There’s nothing like a serious health scare to persuade smokers to kick the habit, but new research finds that nearly 1 in 10 cancer survivors is still smoking nine years after their diagnosis.

The 9.3 percent smoking rate among American cancer survivors is about half as high as the 18.1 percent smoking rate among American adults as a whole, according to data from the Centers for Disease Control and Prevention.

Smoking doesn’t just increase the risk for certain types of cancers; it also makes cancer treatments less effective, makes cancers more likely to come back after treatment, and makes them come back faster.

Researchers from the American Cancer Society and Emory University, both in Atlanta, examined data from the ongoing Study of Cancer Survivors. This study tracks a random sample of adults from 11 states around the country who have been diagnosed with a common type of cancer. (The cancers included in the study are breast, prostate, bladder, uterine, melanoma, colorectal, kidney, non-Hodgkin lymphoma, ovarian and lung.)

Nearly 3,000 study participants were diagnosed between 2000 and 2003 and were still alive in 2010 and 2011 (on average, 8.9 years had passed since their cancer was diagnosed). They answered questions about their smoking behavior in those later years.

Overall, 272 of the 2,938 cancer survivors were still smoking, according to the survey data. Among these smokers, 83 percent smoked every day, and they smoked an average of 14.7 cigarettes daily. The other smokers smoked about once every three days, and on those days they burned through an average of 5.7 cigarettes.

About half of the cancer survivors who were still smoking said they had no intention of quitting, the researchers found.

Another 137 of the cancer survivors reported that they were active smokers when they were diagnosed but had quit since then. That means that one-third of all of the people who were smokers when they were diagnosed were able to quit after nine years, the researchers reported. (Another 1,072 of the cancer survivors were former smokers who had already stopped smoking when they were diagnosed.)

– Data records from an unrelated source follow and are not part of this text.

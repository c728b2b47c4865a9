//! Wrappers around the external tools the bootstrap drives: kubeadm, kubectl, systemctl

use crate::error::ToolFailure;
use crate::services::kubeadm::progress::ProgressSink;
use crate::services::kubeadm::taints::TaintRemoval;
use crate::services::kubeadm::types::BootstrapToken;
use crate::services::kubeadm::wait::Clock;
use crate::utils::bytes_to_string;
use crate::utils::exec::CommandExecutor;
use crate::utils::networking;
use anyhow::{Context, Result};
use serde::Deserialize;
use std::io::Write;
use std::net::IpAddr;
use std::path::{Path, PathBuf};
use std::process::Output;
use std::time::Duration;

/// kube-proxy is replaced by the overlay
pub const SKIP_KUBE_PROXY_PHASE: &str = "addon/kube-proxy";

/// Where to join an existing cluster
#[derive(Debug, Clone, PartialEq, Eq)]
pub struct JoinTarget {
    pub endpoint: String,
    pub token: String,
    pub ca_cert_hash: String,
}

/// The control-plane bootstrap tool (kubeadm)
pub trait BootstrapTool {
    fn is_installed(&self) -> bool;

    /// Undo any previous init/join. `force` skips the confirmation prompt.
    fn reset(&self, force: bool) -> Result<(), ToolFailure>;

    /// Initialize a control plane from a config file, returning the tool's output
    fn init(
        &self,
        config_path: &Path,
        ignore_preflight_errors: bool,
        skip_phases: &[&str],
    ) -> Result<String, ToolFailure>;

    /// Mint a fresh join command for worker nodes
    fn print_join_command(&self) -> Result<String, ToolFailure>;

    fn join(
        &self,
        target: &JoinTarget,
        cri_socket: &str,
        ignore_preflight_errors: bool,
    ) -> Result<String, ToolFailure>;
}

/// Cluster API access (kubectl)
pub trait ClusterClient {
    fn is_installed(&self) -> bool;

    fn apply_manifest(&self, document: &str) -> Result<()>;

    /// True when at least one pod matches and every match reports Ready
    fn pods_ready(&self, namespace: &str, selector: &str) -> Result<bool>;

    /// Remove `key:effect` from every node
    fn remove_taint(&self, taint: &str) -> Result<TaintRemoval>;
}

/// Service supervisor (systemd)
pub trait ServiceManager {
    fn is_active(&self, unit: &str) -> Result<bool>;
    fn stop(&self, unit: &str) -> Result<()>;
    fn restart(&self, unit: &str) -> Result<()>;
}

/// Checks whether the API server accepts connections
pub trait ApiProbe {
    fn is_listening(&self, address: IpAddr, port: u16) -> bool;
}

fn tool_failure(command: String, output: &Output) -> ToolFailure {
    ToolFailure::new(command, output.status.code()).with_output(
        String::from_utf8_lossy(&output.stdout),
        String::from_utf8_lossy(&output.stderr),
    )
}

/// kubeadm driven through a command executor
pub struct Kubeadm<'a, E: CommandExecutor + ?Sized> {
    exec: &'a E,
}

impl<'a, E: CommandExecutor + ?Sized> Kubeadm<'a, E> {
    pub fn new(exec: &'a E) -> Self {
        Self { exec }
    }

    fn run(&self, args: &[&str]) -> Result<String, ToolFailure> {
        let command = format!("kubeadm {}", args.join(" "));
        tracing::debug!(%command, "running kubeadm");
        let output = self
            .exec
            .execute_simple("kubeadm", args)
            .map_err(|e| ToolFailure::new(command.clone(), None).with_output("", format!("{:#}", e)))?;
        if !output.status.success() {
            return Err(tool_failure(command, &output));
        }
        Ok(String::from_utf8_lossy(&output.stdout).to_string())
    }
}

fn preflight_flag(ignore: bool) -> Option<&'static str> {
    ignore.then_some("--ignore-preflight-errors=all")
}

impl<E: CommandExecutor + ?Sized> BootstrapTool for Kubeadm<'_, E> {
    fn is_installed(&self) -> bool {
        self.exec.check_command_exists("kubeadm").unwrap_or(false)
    }

    fn reset(&self, force: bool) -> Result<(), ToolFailure> {
        let mut args = vec!["reset"];
        if force {
            args.push("--force");
        }
        self.run(&args).map(|_| ())
    }

    fn init(
        &self,
        config_path: &Path,
        ignore_preflight_errors: bool,
        skip_phases: &[&str],
    ) -> Result<String, ToolFailure> {
        let config_arg = format!("--config={}", config_path.display());
        let skip_arg = format!("--skip-phases={}", skip_phases.join(","));
        let mut args = vec!["init", config_arg.as_str()];
        args.extend(preflight_flag(ignore_preflight_errors));
        if !skip_phases.is_empty() {
            args.push(&skip_arg);
        }
        self.run(&args)
    }

    fn print_join_command(&self) -> Result<String, ToolFailure> {
        self.run(&["token", "create", "--print-join-command"])
    }

    fn join(
        &self,
        target: &JoinTarget,
        cri_socket: &str,
        ignore_preflight_errors: bool,
    ) -> Result<String, ToolFailure> {
        let mut args = vec![
            "join",
            target.endpoint.as_str(),
            "--token",
            target.token.as_str(),
            "--discovery-token-ca-cert-hash",
            target.ca_cert_hash.as_str(),
            "--cri-socket",
            cri_socket,
        ];
        args.extend(preflight_flag(ignore_preflight_errors));
        self.run(&args)
    }
}

/// Pull the worker join command out of kubeadm output.
///
/// kubeadm wraps the command over several lines with trailing backslashes and
/// prints a `--control-plane` variant before the worker one; the last command wins.
pub fn parse_join_command(output: &str) -> Option<BootstrapToken> {
    let joined = output.replace("\\\r\n", " ").replace("\\\n", " ");
    let line = joined
        .lines()
        .filter(|line| line.contains("kubeadm join"))
        .last()?;

    let tokens: Vec<&str> = line.split_whitespace().collect();
    let join_at = tokens.iter().position(|t| *t == "join")?;
    let endpoint = tokens.get(join_at + 1)?;
    let value_of = |flag: &str| {
        tokens
            .windows(2)
            .find(|pair| pair[0] == flag)
            .map(|pair| pair[1].to_string())
    };

    Some(BootstrapToken {
        control_plane_endpoint: endpoint.to_string(),
        token: value_of("--token")?,
        ca_cert_hash: value_of("--discovery-token-ca-cert-hash")?,
    })
}

#[derive(Debug, Deserialize)]
struct PodList {
    #[serde(default)]
    items: Vec<Pod>,
}

#[derive(Debug, Deserialize)]
struct Pod {
    #[serde(default)]
    status: PodStatus,
}

#[derive(Debug, Default, Deserialize)]
struct PodStatus {
    #[serde(default)]
    conditions: Vec<PodCondition>,
}

#[derive(Debug, Deserialize)]
struct PodCondition {
    #[serde(rename = "type")]
    kind: String,
    status: String,
}

/// Evaluate `kubectl get pods -o json` output
pub fn all_pods_ready(pod_list_json: &str) -> Result<bool> {
    let list: PodList =
        serde_json::from_str(pod_list_json).context("Failed to parse pod list from kubectl")?;
    if list.items.is_empty() {
        return Ok(false);
    }
    Ok(list.items.iter().all(|pod| {
        pod.status
            .conditions
            .iter()
            .any(|c| c.kind == "Ready" && c.status == "True")
    }))
}

/// kubectl against the cluster's admin kubeconfig
pub struct Kubectl<'a, E: CommandExecutor + ?Sized> {
    exec: &'a E,
    kubeconfig: PathBuf,
}

impl<'a, E: CommandExecutor + ?Sized> Kubectl<'a, E> {
    pub fn new(exec: &'a E, kubeconfig: impl Into<PathBuf>) -> Self {
        Self {
            exec,
            kubeconfig: kubeconfig.into(),
        }
    }

    fn run(&self, args: &[&str]) -> Result<Output> {
        let kubeconfig = format!("--kubeconfig={}", self.kubeconfig.display());
        let mut full_args = vec![kubeconfig.as_str()];
        full_args.extend_from_slice(args);
        self.exec.execute_simple("kubectl", &full_args)
    }
}

impl<E: CommandExecutor + ?Sized> ClusterClient for Kubectl<'_, E> {
    fn is_installed(&self) -> bool {
        self.exec.check_command_exists("kubectl").unwrap_or(false)
    }

    fn apply_manifest(&self, document: &str) -> Result<()> {
        let mut file = tempfile::Builder::new()
            .prefix("kubeboot-manifest-")
            .suffix(".yaml")
            .tempfile()
            .context("Failed to create temporary manifest file")?;
        file.write_all(document.as_bytes())?;
        file.flush()?;

        let path = file.path().display().to_string();
        let output = self.run(&["apply", "-f", &path])?;
        if !output.status.success() {
            anyhow::bail!(
                "kubectl apply failed: {}",
                String::from_utf8_lossy(&output.stderr).trim()
            );
        }
        Ok(())
    }

    fn pods_ready(&self, namespace: &str, selector: &str) -> Result<bool> {
        let output = self.run(&["get", "pods", "-n", namespace, "-l", selector, "-o", "json"])?;
        if !output.status.success() {
            anyhow::bail!(
                "kubectl get pods failed: {}",
                String::from_utf8_lossy(&output.stderr).trim()
            );
        }
        all_pods_ready(&String::from_utf8_lossy(&output.stdout))
    }

    fn remove_taint(&self, taint: &str) -> Result<TaintRemoval> {
        let removal = format!("{}-", taint);
        let output = self.run(&["taint", "nodes", "--all", &removal])?;
        let stdout = bytes_to_string(&output.stdout);
        let stderr = bytes_to_string(&output.stderr);
        classify_taint_output(output.status.success(), &stdout, &stderr)
    }
}

/// Map `kubectl taint ... -` results onto Removed / NotFound
pub fn classify_taint_output(success: bool, stdout: &str, stderr: &str) -> Result<TaintRemoval> {
    if success {
        if stdout.contains("untainted") {
            return Ok(TaintRemoval::Removed);
        }
        return Ok(TaintRemoval::NotFound);
    }
    if stderr.contains("not found") {
        return Ok(TaintRemoval::NotFound);
    }
    anyhow::bail!("kubectl taint failed: {}", stderr)
}

/// systemd via systemctl
pub struct Systemctl<'a, E: CommandExecutor + ?Sized> {
    exec: &'a E,
}

impl<'a, E: CommandExecutor + ?Sized> Systemctl<'a, E> {
    pub fn new(exec: &'a E) -> Self {
        Self { exec }
    }

    fn run(&self, verb: &str, unit: &str) -> Result<()> {
        let output = self
            .exec
            .execute_simple("systemctl", &[verb, unit])
            .with_context(|| format!("Failed to {} {}", verb, unit))?;
        if !output.status.success() {
            anyhow::bail!(
                "systemctl {} {} failed: {}",
                verb,
                unit,
                bytes_to_string(&output.stderr)
            );
        }
        Ok(())
    }
}

impl<E: CommandExecutor + ?Sized> ServiceManager for Systemctl<'_, E> {
    fn is_active(&self, unit: &str) -> Result<bool> {
        // systemctl is-active returns "active" if running, non-zero exit if not
        let output = self.exec.execute_simple("systemctl", &["is-active", unit])?;
        Ok(output.status.success() && bytes_to_string(&output.stdout) == "active")
    }

    fn stop(&self, unit: &str) -> Result<()> {
        self.run("stop", unit)
    }

    fn restart(&self, unit: &str) -> Result<()> {
        self.run("restart", unit)
    }
}

/// TCP connect probe
#[derive(Debug, Clone, Copy)]
pub struct TcpProbe {
    pub connect_timeout: Duration,
}

impl Default for TcpProbe {
    fn default() -> Self {
        Self {
            connect_timeout: Duration::from_secs(2),
        }
    }
}

impl ApiProbe for TcpProbe {
    fn is_listening(&self, address: IpAddr, port: u16) -> bool {
        networking::is_port_open(address, port, self.connect_timeout)
    }
}

/// Every collaborator a bootstrap run talks to
pub struct Toolkit<'a> {
    pub exec: &'a dyn CommandExecutor,
    pub tool: &'a dyn BootstrapTool,
    pub cluster: &'a dyn ClusterClient,
    pub services: &'a dyn ServiceManager,
    pub probe: &'a dyn ApiProbe,
    pub clock: &'a dyn Clock,
    pub progress: &'a dyn ProgressSink,
}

Smokers who were diagnosed with a smoking-related cancer were 73 percent more likely to quit compared with smokers who had other types of cancer, the researchers calculated.

But this doesn’t necessarily mean that a diagnosis of lung cancer or another cancer linked to smoking served as a wakeup call to these smokers, the researchers wrote. Rather, the data may simply reflect the fact that fewer people with these types of cancers survived long enough to be interviewed in 2010 and 2011.

“Survivors who smoked daily smoked at relatively high levels and would likely have a difficult time quitting because of their tobacco dependence,” the researchers wrote.

In addition, older smokers were less likely to say they intended to quit, probably because they “feel that the effort or difficulties in quitting (e.g. withdrawal symptoms) may not be worth the possible gain in greater life expectancy,” the researchers wrote.

Among all of the cancer survivors, the smoking rate was highest among those who had bladder cancer (17.2 percent), followed by lung cancer (14.9 percent) and ovarian cancer (11.6 percent). Survivors who were women, were younger, had less education and had lower incomes were all more likely to smoke compared with survivors as a whole.

The lowest smoking rates were seen in adults who had been diagnosed with colorectal cancer (6.8 percent), kidney cancer (7.3 percent) and melanoma (7.6 percent), the researchers found.

The results were published this week in Cancer Epidemiology, Biomarkers &Prevention.